*** Begin section ***

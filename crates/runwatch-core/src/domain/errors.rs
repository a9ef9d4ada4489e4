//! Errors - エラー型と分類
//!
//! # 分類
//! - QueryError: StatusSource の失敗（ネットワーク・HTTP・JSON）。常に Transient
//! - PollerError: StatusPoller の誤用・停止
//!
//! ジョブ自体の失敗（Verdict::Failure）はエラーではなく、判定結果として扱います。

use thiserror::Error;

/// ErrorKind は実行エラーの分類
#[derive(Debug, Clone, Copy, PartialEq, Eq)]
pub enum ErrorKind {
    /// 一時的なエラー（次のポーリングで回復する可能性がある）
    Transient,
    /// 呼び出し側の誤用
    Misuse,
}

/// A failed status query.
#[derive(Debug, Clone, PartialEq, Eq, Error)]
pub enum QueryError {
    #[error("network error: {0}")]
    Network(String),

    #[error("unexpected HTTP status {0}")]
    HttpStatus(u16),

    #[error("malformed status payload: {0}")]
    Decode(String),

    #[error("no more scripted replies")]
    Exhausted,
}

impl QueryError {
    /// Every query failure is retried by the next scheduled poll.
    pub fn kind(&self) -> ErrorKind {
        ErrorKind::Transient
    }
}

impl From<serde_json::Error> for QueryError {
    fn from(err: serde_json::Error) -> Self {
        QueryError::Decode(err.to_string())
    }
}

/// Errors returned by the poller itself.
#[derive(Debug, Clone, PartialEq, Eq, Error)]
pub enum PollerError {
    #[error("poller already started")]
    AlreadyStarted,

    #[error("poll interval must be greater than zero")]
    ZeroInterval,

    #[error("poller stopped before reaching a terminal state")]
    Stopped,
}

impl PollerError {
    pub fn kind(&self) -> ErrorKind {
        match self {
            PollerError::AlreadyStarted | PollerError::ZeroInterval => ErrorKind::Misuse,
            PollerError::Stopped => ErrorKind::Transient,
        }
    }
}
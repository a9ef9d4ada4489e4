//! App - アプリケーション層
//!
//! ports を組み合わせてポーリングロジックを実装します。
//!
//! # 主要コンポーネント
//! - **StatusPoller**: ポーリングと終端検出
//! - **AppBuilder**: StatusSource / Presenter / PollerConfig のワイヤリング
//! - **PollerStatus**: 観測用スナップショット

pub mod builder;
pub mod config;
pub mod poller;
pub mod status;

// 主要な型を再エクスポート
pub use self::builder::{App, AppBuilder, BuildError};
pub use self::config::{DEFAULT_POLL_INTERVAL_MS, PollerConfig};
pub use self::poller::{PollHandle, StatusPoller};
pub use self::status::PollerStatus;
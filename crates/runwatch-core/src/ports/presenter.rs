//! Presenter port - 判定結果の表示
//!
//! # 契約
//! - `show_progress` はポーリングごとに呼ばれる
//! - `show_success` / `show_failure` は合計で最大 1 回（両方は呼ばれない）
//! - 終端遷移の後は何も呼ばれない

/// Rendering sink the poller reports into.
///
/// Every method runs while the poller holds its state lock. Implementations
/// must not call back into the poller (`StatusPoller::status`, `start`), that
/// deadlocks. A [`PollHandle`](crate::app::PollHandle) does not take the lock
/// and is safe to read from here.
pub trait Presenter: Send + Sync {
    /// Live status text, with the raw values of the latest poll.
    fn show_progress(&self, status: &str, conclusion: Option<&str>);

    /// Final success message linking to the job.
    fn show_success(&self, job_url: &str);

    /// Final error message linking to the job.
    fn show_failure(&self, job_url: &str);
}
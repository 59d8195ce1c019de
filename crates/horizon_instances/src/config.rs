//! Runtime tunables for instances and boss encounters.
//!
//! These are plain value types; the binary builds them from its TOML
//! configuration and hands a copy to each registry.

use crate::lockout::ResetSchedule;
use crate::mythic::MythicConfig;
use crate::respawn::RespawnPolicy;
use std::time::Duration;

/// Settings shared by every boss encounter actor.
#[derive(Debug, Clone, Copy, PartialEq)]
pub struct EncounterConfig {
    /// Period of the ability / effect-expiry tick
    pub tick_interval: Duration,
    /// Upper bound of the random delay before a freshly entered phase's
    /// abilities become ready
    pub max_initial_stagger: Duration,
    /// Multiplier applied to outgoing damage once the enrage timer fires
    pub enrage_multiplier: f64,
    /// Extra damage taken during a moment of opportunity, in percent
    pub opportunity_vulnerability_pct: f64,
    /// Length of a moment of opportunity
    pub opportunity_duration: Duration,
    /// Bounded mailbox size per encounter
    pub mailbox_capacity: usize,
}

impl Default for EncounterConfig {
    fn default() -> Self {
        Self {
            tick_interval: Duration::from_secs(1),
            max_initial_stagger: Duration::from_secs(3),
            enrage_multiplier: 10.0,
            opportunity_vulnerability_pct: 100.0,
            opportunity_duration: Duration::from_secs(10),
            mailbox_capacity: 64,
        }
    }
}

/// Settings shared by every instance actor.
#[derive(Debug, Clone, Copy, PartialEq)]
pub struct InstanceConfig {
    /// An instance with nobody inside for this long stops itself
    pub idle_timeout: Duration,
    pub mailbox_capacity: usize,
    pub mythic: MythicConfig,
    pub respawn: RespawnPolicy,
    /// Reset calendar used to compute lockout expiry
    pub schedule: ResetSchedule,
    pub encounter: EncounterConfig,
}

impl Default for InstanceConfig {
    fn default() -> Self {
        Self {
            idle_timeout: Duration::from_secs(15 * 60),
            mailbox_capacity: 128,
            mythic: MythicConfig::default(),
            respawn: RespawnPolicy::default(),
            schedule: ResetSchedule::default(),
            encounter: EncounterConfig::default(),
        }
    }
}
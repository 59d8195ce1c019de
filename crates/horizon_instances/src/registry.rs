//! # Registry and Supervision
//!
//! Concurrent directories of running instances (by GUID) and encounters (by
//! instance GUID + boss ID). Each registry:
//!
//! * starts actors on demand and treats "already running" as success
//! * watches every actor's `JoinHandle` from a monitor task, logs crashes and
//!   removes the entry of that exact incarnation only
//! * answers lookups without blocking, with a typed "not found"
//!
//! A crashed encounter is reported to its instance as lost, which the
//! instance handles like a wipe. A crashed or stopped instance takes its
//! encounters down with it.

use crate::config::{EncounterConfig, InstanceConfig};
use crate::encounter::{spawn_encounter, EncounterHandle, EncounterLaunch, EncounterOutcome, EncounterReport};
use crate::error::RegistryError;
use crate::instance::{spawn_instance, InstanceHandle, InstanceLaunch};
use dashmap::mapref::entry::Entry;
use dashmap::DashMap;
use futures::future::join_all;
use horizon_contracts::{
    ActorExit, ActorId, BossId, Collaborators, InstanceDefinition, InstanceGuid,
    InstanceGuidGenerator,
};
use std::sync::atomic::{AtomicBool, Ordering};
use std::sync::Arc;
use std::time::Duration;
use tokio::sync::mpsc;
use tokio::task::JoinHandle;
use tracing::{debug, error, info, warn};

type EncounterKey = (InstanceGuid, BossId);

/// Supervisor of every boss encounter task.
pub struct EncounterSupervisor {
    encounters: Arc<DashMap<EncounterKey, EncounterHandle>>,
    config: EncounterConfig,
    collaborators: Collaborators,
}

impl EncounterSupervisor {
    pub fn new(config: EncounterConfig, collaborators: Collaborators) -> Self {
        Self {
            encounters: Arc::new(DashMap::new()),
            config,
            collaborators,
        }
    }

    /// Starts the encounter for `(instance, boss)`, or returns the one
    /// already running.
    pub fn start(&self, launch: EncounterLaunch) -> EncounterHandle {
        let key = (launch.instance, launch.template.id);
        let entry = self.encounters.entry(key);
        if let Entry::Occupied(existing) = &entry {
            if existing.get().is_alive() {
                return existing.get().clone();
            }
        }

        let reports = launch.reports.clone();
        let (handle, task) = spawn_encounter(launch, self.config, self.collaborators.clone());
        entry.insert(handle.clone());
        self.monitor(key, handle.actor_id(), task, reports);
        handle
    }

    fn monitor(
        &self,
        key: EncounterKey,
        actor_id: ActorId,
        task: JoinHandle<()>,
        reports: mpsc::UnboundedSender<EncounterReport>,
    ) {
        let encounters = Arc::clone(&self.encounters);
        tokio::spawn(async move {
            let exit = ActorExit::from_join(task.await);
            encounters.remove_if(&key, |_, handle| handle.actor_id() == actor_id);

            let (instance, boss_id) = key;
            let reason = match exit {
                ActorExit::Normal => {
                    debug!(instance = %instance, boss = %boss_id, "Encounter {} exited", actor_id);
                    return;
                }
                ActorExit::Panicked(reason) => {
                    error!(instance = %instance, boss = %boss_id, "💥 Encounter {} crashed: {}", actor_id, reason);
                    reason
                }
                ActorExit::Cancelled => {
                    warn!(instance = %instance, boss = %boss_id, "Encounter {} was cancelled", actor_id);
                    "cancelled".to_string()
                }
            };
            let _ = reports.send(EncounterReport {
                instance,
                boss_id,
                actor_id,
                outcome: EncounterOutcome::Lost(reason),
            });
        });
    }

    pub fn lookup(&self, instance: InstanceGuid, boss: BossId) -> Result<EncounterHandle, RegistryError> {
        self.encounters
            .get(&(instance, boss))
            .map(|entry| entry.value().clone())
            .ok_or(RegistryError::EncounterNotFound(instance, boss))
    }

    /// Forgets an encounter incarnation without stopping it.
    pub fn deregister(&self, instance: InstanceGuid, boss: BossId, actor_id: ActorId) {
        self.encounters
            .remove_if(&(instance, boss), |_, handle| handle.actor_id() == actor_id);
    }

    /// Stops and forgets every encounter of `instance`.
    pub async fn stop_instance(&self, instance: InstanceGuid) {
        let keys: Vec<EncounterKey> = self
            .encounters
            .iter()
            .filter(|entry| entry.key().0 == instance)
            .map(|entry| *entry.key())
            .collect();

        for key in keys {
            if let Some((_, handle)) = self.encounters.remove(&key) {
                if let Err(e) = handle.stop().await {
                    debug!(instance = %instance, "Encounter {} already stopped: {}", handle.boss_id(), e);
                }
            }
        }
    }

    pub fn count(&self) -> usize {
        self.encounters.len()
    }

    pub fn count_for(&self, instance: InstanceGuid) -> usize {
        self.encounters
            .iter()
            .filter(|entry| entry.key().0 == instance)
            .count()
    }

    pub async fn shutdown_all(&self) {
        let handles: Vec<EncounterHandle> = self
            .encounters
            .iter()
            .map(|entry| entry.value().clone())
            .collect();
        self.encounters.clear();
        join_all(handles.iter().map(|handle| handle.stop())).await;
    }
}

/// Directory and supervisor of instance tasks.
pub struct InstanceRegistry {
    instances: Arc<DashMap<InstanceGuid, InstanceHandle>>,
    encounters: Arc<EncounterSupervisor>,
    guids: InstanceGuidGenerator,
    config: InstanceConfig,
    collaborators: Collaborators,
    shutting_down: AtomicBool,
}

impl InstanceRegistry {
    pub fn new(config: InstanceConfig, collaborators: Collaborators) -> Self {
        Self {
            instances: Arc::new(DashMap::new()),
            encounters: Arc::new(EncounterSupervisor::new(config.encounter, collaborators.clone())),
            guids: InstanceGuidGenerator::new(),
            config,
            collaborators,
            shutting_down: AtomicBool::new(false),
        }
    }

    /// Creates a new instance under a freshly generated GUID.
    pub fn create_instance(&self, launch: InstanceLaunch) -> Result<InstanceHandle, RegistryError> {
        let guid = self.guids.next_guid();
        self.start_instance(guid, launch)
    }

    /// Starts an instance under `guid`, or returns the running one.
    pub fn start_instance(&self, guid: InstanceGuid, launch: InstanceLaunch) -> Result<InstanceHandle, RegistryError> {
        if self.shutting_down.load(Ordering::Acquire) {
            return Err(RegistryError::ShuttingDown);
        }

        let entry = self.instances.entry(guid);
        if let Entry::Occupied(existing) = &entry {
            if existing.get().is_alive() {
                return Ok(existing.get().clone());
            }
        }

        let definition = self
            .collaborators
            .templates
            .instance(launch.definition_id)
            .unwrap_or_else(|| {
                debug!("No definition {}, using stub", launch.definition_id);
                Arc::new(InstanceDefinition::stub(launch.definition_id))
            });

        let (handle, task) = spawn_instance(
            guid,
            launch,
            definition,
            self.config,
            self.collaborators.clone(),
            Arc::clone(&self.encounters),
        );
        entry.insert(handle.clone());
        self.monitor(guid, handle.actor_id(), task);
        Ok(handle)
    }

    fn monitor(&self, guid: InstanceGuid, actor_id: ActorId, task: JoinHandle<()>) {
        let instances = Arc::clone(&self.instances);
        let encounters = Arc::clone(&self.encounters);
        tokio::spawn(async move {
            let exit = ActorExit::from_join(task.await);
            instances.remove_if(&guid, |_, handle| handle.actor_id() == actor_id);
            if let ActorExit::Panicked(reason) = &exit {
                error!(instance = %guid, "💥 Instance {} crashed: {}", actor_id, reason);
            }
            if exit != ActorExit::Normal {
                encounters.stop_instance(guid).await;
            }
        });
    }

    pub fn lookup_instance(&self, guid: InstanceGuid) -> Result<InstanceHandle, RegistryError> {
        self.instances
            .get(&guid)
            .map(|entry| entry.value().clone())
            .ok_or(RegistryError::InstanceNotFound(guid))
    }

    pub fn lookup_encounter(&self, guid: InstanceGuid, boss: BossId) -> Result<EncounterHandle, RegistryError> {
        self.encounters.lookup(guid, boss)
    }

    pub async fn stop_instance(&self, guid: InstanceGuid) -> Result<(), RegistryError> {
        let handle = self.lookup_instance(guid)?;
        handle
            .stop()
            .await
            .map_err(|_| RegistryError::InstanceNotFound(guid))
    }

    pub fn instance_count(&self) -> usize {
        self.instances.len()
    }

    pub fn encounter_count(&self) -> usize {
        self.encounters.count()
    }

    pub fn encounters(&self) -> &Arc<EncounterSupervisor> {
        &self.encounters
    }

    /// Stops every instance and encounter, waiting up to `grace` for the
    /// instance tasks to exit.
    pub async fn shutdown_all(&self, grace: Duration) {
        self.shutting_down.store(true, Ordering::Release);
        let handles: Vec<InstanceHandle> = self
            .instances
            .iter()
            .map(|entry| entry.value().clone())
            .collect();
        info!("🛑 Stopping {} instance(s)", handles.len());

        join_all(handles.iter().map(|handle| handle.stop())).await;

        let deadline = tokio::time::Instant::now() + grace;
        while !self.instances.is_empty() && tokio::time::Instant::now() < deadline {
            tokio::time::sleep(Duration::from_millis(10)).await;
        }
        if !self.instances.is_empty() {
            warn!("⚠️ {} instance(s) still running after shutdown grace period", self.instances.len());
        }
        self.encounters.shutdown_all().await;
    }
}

*** End section ***
*** Begin section ***

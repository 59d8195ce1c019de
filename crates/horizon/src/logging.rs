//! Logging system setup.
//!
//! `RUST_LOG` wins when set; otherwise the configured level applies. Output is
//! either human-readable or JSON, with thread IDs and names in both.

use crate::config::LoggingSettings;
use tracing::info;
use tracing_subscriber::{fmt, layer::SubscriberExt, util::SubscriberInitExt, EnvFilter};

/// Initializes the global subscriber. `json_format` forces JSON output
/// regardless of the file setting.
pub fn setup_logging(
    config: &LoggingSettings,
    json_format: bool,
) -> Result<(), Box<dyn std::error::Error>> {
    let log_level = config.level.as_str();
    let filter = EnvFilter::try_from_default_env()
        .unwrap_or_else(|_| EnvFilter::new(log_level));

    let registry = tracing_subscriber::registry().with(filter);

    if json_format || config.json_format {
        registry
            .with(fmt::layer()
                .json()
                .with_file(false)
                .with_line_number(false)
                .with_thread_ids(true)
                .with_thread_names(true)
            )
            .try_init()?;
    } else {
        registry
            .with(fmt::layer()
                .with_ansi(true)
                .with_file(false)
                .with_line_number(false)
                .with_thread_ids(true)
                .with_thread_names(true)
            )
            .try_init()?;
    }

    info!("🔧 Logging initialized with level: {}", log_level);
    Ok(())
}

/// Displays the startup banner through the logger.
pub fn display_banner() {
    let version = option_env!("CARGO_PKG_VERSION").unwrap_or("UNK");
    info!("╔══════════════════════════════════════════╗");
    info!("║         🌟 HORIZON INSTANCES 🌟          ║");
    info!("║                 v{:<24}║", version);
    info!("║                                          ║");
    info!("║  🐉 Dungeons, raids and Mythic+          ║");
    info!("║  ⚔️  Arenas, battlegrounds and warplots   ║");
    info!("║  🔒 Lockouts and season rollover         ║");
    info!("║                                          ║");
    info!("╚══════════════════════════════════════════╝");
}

*** End section ***

## Task item
If a line of the listing contains the word "ActorId", count it; then give the total and nothing else.

## Result of this exercise
4